Órfã estreou pouco depois de O Orfanato (outro belo espécime de cinema de terror), em mais uma daquelas ocasiões que dois filmes de temáticas semelhantes estreiam quase em simultâneo. Mas aqui, apesar do argumento ser semelhante, é bem mais simplificado. Vera Farmiga e Peter Sarsgaard são um casal que decidem adoptar uma terceira filha, depois de terem tido um aborto complicado (e todo um rol de traumas, que parecem acumular-se de cena para cena). Para isso vão a um orfanato como quem vai às compras e escolhem uma menina russa um pouco esquisita e bastante madura para a sua idade (Isabelle Fuhrman). E se de início ela era toda falinhas mansas e afável, no fim revela-se uma peste manipuladora, malévola e cruel. 

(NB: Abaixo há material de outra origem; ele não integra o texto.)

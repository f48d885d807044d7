//! Goal allocation simulator
//!
//! Splits a monthly surplus across open goals and projects when each goal
//! would be reached at the simulated rate versus its own stored contribution.
//!
//! Split policy:
//! - no priority goals: equal split over all open goals
//! - only priority goals: equal split over all open goals
//! - mixed: priority goals share 70%, the rest share 30%

use std::collections::HashSet;

use chrono::{Datelike, Duration, Months, NaiveDate};
use serde::{Deserialize, Serialize};

use crate::models::Goal;

/// Share of the surplus reserved for priority goals when both kinds exist
pub const PRIORITY_SHARE: f64 = 0.7;

/// Month count reported for a goal that receives nothing
pub const PAUSED_MONTHS: u32 = 999;

/// Simulated outcome for one goal
#[derive(Debug, Clone, PartialEq, Serialize, Deserialize)]
pub struct AllocationResult {
    pub goal_id: String,
    pub name: String,
    pub is_priority: bool,
    pub is_completed: bool,
    /// Monthly amount this goal receives from the surplus
    pub simulated_monthly: f64,
    /// Months to finish at the goal's own stored contribution
    pub current_months: u32,
    /// Months to finish at the simulated rate ([`PAUSED_MONTHS`] if nothing is allocated)
    pub months_to_complete: u32,
    /// First day of the month the goal is projected to complete
    pub completion_date: NaiveDate,
    pub is_accelerated: bool,
    /// Months gained over the current pace
    pub time_saved: u32,
}

/// Per-goal monthly amounts for each group
#[derive(Debug, Clone, Copy, PartialEq)]
pub struct SurplusSplit {
    pub per_priority: f64,
    pub per_normal: f64,
}

/// Divide `net_surplus` between `priority` and `normal` open goals
pub fn split_surplus(priority: usize, normal: usize, net_surplus: f64) -> SurplusSplit {
    let total = priority + normal;
    if net_surplus <= 0.0 || total == 0 {
        return SurplusSplit {
            per_priority: 0.0,
            per_normal: 0.0,
        };
    }

    if priority == 0 || normal == 0 {
        let equal = net_surplus / total as f64;
        return SurplusSplit {
            per_priority: equal,
            per_normal: equal,
        };
    }

    SurplusSplit {
        per_priority: net_surplus * PRIORITY_SHARE / priority as f64,
        per_normal: net_surplus * (1.0 - PRIORITY_SHARE) / normal as f64,
    }
}

/// Simulate surplus allocation across `goals`.
///
/// Completed goals are returned with zeroed figures and take no share.
/// Results are in the same order as `goals`.
pub fn simulate_allocation(
    goals: &[Goal],
    net_surplus: f64,
    priority_ids: &HashSet<String>,
    today: NaiveDate,
) -> Vec<AllocationResult> {
    let is_priority = |goal: &Goal| priority_ids.contains(&goal.id);

    let open: Vec<&Goal> = goals.iter().filter(|g| !g.checked).collect();
    let priority = open
        .iter()
        .filter(|g| priority_ids.contains(&g.id))
        .count();
    let normal = open.len() - priority;
    let split = split_surplus(priority, normal, net_surplus);

    tracing::debug!(
        net_surplus,
        priority,
        normal,
        per_priority = split.per_priority,
        per_normal = split.per_normal,
        "Surplus split"
    );

    let this_month = month_start(today);

    goals
        .iter()
        .map(|goal| {
            let priority = is_priority(goal);

            if goal.checked {
                return AllocationResult {
                    goal_id: goal.id.clone(),
                    name: goal.name.clone(),
                    is_priority: priority,
                    is_completed: true,
                    simulated_monthly: 0.0,
                    current_months: 0,
                    months_to_complete: 0,
                    completion_date: this_month,
                    is_accelerated: false,
                    time_saved: 0,
                };
            }

            let simulated_monthly = if priority {
                split.per_priority
            } else {
                split.per_normal
            };

            let remaining = goal.remaining();
            let current_months = months_needed(remaining, goal.monthly_contribution.max(1.0));
            let months_to_complete = if simulated_monthly > 0.0 {
                months_needed(remaining, simulated_monthly)
            } else {
                PAUSED_MONTHS
            };
            let time_saved = current_months.saturating_sub(months_to_complete);

            AllocationResult {
                goal_id: goal.id.clone(),
                name: goal.name.clone(),
                is_priority: priority,
                is_completed: false,
                simulated_monthly,
                current_months,
                months_to_complete,
                completion_date: add_months(this_month, months_to_complete),
                is_accelerated: time_saved > 0,
                time_saved,
            }
        })
        .collect()
}

fn months_needed(remaining: f64, monthly: f64) -> u32 {
    let months = (remaining / monthly).ceil();
    if months >= u32::MAX as f64 {
        u32::MAX
    } else {
        months as u32
    }
}

fn month_start(date: NaiveDate) -> NaiveDate {
    date - Duration::days(date.day0() as i64)
}

fn add_months(date: NaiveDate, months: u32) -> NaiveDate {
    date.checked_add_months(Months::new(months))
        .unwrap_or(NaiveDate::MAX)
}

#[cfg(test)]
mod tests {
    use super::*;
    use crate::test_utils::{completed_goal, goal};

    fn today() -> NaiveDate {
        NaiveDate::from_ymd_opt(2026, 10, 18).unwrap()
    }

    fn ids(ids: &[&str]) -> HashSet<String> {
        ids.iter().map(|s| s.to_string()).collect()
    }

    fn by_id<'a>(results: &'a [AllocationResult], id: &str) -> &'a AllocationResult {
        results.iter().find(|r| r.goal_id == id).unwrap()
    }

    #[test]
    fn test_mixed_split_is_70_30() {
        let goals = vec![goal("car", 5000.0, 0.0, 100.0), goal("trip", 3000.0, 0.0, 100.0)];

        let results = simulate_allocation(&goals, 1000.0, &ids(&["car"]), today());

        assert!((by_id(&results, "car").simulated_monthly - 700.0).abs() < 1e-9);
        assert!((by_id(&results, "trip").simulated_monthly - 300.0).abs() < 1e-9);
    }

    #[test]
    fn test_mixed_split_conserves_surplus() {
        let goals = vec![
            goal("a", 5000.0, 0.0, 100.0),
            goal("b", 3000.0, 0.0, 100.0),
            goal("c", 2000.0, 0.0, 100.0),
            goal("d", 800.0, 0.0, 100.0),
            goal("e", 900.0, 0.0, 100.0),
        ];

        let results = simulate_allocation(&goals, 1234.56, &ids(&["a", "d"]), today());
        let allocated: f64 = results.iter().map(|r| r.simulated_monthly).sum();

        assert!((allocated - 1234.56).abs() < 1e-6);
    }

    #[test]
    fn test_no_priority_splits_equally() {
        let goals = vec![
            goal("a", 1000.0, 0.0, 50.0),
            goal("b", 1000.0, 0.0, 50.0),
            goal("c", 1000.0, 0.0, 50.0),
            goal("d", 1000.0, 0.0, 50.0),
        ];

        let results = simulate_allocation(&goals, 800.0, &HashSet::new(), today());
        assert!(results.iter().all(|r| r.simulated_monthly == 200.0));
    }

    #[test]
    fn test_all_priority_splits_equally() {
        let goals = vec![goal("a", 1000.0, 0.0, 50.0), goal("b", 1000.0, 0.0, 50.0)];

        let results = simulate_allocation(&goals, 600.0, &ids(&["a", "b"]), today());
        assert!(results.iter().all(|r| r.simulated_monthly == 300.0));
        assert!(results.iter().all(|r| r.is_priority));
    }

    #[test]
    fn test_non_positive_surplus_pauses_goals() {
        let goals = vec![goal("a", 1000.0, 200.0, 100.0)];

        for surplus in [0.0, -250.0] {
            let results = simulate_allocation(&goals, surplus, &HashSet::new(), today());
            let r = &results[0];
            assert_eq!(r.simulated_monthly, 0.0);
            assert_eq!(r.months_to_complete, PAUSED_MONTHS);
            assert_eq!(r.current_months, 8);
            assert_eq!(r.time_saved, 0);
            assert!(!r.is_accelerated);
        }
    }

    #[test]
    fn test_completed_goals_are_excluded() {
        let goals = vec![
            completed_goal("done", 500.0),
            goal("open", 1000.0, 0.0, 100.0),
        ];

        let results = simulate_allocation(&goals, 400.0, &ids(&["done"]), today());
        let done = by_id(&results, "done");
        let open = by_id(&results, "open");

        assert!(done.is_completed);
        assert_eq!(done.simulated_monthly, 0.0);
        assert_eq!(done.months_to_complete, 0);
        assert_eq!(done.completion_date, NaiveDate::from_ymd_opt(2026, 10, 1).unwrap());
        // The completed priority goal takes no share, so the open goal gets everything
        assert_eq!(open.simulated_monthly, 400.0);
    }

    #[test]
    fn test_months_and_completion_date() {
        let goals = vec![goal("fund", 1000.0, 250.0, 50.0)];

        let results = simulate_allocation(&goals, 200.0, &HashSet::new(), today());
        let r = &results[0];

        // 750 remaining: 15 months at 50/month, 4 months at 200/month
        assert_eq!(r.current_months, 15);
        assert_eq!(r.months_to_complete, 4);
        assert_eq!(r.time_saved, 11);
        assert!(r.is_accelerated);
        assert_eq!(r.completion_date, NaiveDate::from_ymd_opt(2027, 2, 1).unwrap());
    }

    #[test]
    fn test_zero_monthly_contribution_uses_floor_of_one() {
        let goals = vec![goal("slow", 120.0, 0.0, 0.0)];

        let results = simulate_allocation(&goals, 60.0, &HashSet::new(), today());
        assert_eq!(results[0].current_months, 120);
        assert_eq!(results[0].months_to_complete, 2);
    }

    #[test]
    fn test_overfunded_goal_has_nothing_remaining() {
        let goals = vec![goal("over", 500.0, 650.0, 25.0)];

        let results = simulate_allocation(&goals, 100.0, &HashSet::new(), today());
        assert_eq!(results[0].current_months, 0);
        assert_eq!(results[0].months_to_complete, 0);
        assert_eq!(results[0].completion_date, NaiveDate::from_ymd_opt(2026, 10, 1).unwrap());
    }

    #[test]
    fn test_slower_simulation_saves_no_time() {
        let goals = vec![goal("a", 1200.0, 0.0, 300.0), goal("b", 1200.0, 0.0, 300.0)];

        let results = simulate_allocation(&goals, 200.0, &HashSet::new(), today());
        let r = &results[0];

        assert_eq!(r.current_months, 4);
        assert_eq!(r.months_to_complete, 12);
        assert_eq!(r.time_saved, 0);
        assert!(!r.is_accelerated);
    }

    #[test]
    fn test_split_surplus_without_goals() {
        let split = split_surplus(0, 0, 500.0);
        assert_eq!(split.per_priority, 0.0);
        assert_eq!(split.per_normal, 0.0);
    }

    #[test]
    fn test_preserves_input_order() {
        let goals = vec![goal("z", 100.0, 0.0, 10.0), goal("a", 100.0, 0.0, 10.0)];

        let results = simulate_allocation(&goals, 50.0, &HashSet::new(), today());
        let order: Vec<&str> = results.iter().map(|r| r.goal_id.as_str()).collect();
        assert_eq!(order, vec!["z", "a"]);
    }
}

Órfã é um parente afastado de O Orfanato, mas um primo muito próximo de O Bom Filho. E, tal como este, também há uns fantasmas complicados no armário do casal, que serve para esgalhar bem o argumento e alguma tortura psicologia. Órfã não se faz tanto de um terror gráfico ou de um suspense apurado (mas também o há, é certo), mas antes de um terror psicológico, à boa maneira de um A Semente Do Diabo. E a fotografia cuidada e as tensões criadas pelo cenário físico da casa dos protagonistas (excelente espécime de arquitectura, por sinal) remetem ainda para Shining (e, basicamente, para os filmes de casa assombrada). 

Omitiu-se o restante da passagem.